Days before Nintendo is set to release the DSi XL console, the company flashed some bits of info about a new hand-held game device it plans to show off at the Los Angeles E3 expo in June. Tentatively titled the Nintendo 3DS, the device plays three-dimensional games without users needing to wear special glasses.

The Japanese company was mum on details. But the system will succeed the Nintendo DS series and offer backwards compatibility, meaning it will play the old games, according to a statement. To do so, we could assume the Nintendo 3DS will have some of its predecessor's key pieces of hardware -- two screens, at least one of which is touch-sensitive, and a microphone.

Nintendo plans to release the product in the next 12 months, the company said in the news release.

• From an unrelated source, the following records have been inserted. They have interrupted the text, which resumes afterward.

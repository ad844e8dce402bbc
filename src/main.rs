//! Thin launcher: logging, fixed configuration, bind, run until interrupt.

use std::sync::Arc;

use downgrade_proxy::lifecycle::signals;
use downgrade_proxy::observability::logging;
use downgrade_proxy::{Listener, ProxyConfig, Shutdown};

#[tokio::main]
async fn main() -> Result<(), Box<dyn std::error::Error>> {
    logging::init();

    tracing::info!("downgrade-proxy v0.1.0 starting");

    let config = Arc::new(ProxyConfig::default());
    tracing::info!(
        bind_address = %config.listener.bind_address,
        backlog = config.listener.backlog,
        idle_timeout_secs = config.relay.idle_timeout_secs,
        "Configuration loaded"
    );

    let listener = Listener::bind(Arc::clone(&config)).await?;
    let local_addr = listener.local_addr()?;
    tracing::info!(address = %local_addr, "Listening for connections");
    tracing::info!(
        address = %local_addr,
        "Point the legacy browser's proxy settings at this address"
    );

    let shutdown = Shutdown::new();
    let accept_loop = tokio::spawn(listener.run(shutdown.subscribe()));

    signals::wait_for_interrupt().await;
    shutdown.trigger();
    accept_loop.await?;

    tracing::info!("Shutdown complete");
    Ok(())
}
//! Network layer subsystem.
//!
//! # Data Flow
//! ```text
//! Incoming TCP connection
//!     → listener.rs (accept loop, one task per session)
//!     → connection.rs (receive, classify, connect out, relay)
//!     → tls.rs (origin handshake, downgrade tunnels only)
//!
//! Session states:
//!     Receiving → Classified → Connecting
//!         → {PlainForward | TunnelEstablishing} → Relaying → Closed
//! ```
//!
//! # Design Decisions
//! - One task per connection for its whole lifetime; no shared mutable
//!   state between sessions
//! - TLS happens only toward the origin; the client side is always plaintext

pub mod connection;
pub mod listener;
pub mod tls;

A spokesman declined to comment further, but multitude of questions need to be addressed before then.

With 3-D technology still very much in its infancy, especially one that doesn't require glasses, Nintendo will have to pull off some magic. Some exhibitors at the Consumer Electronics Show in January were showing off picture-frame-sized video screens that can project 3-D images without needing glasses. They weren't impressive.

Inherent in glasses-free 3-D is a predetermined viewing area. A filter on the screen redirects light to give the impression of an image popping out at the viewer, explained Tom Zerega, chief executive of the no-glasses 3-D technology company Magnetic 3D.

Because the gadget is designed for personal use, Nintendo has the luxury of planning for just a single user, rather than having to accommodate several vantage points. However, current glasses-free technology restrains the user from moving outside a small viewing zone.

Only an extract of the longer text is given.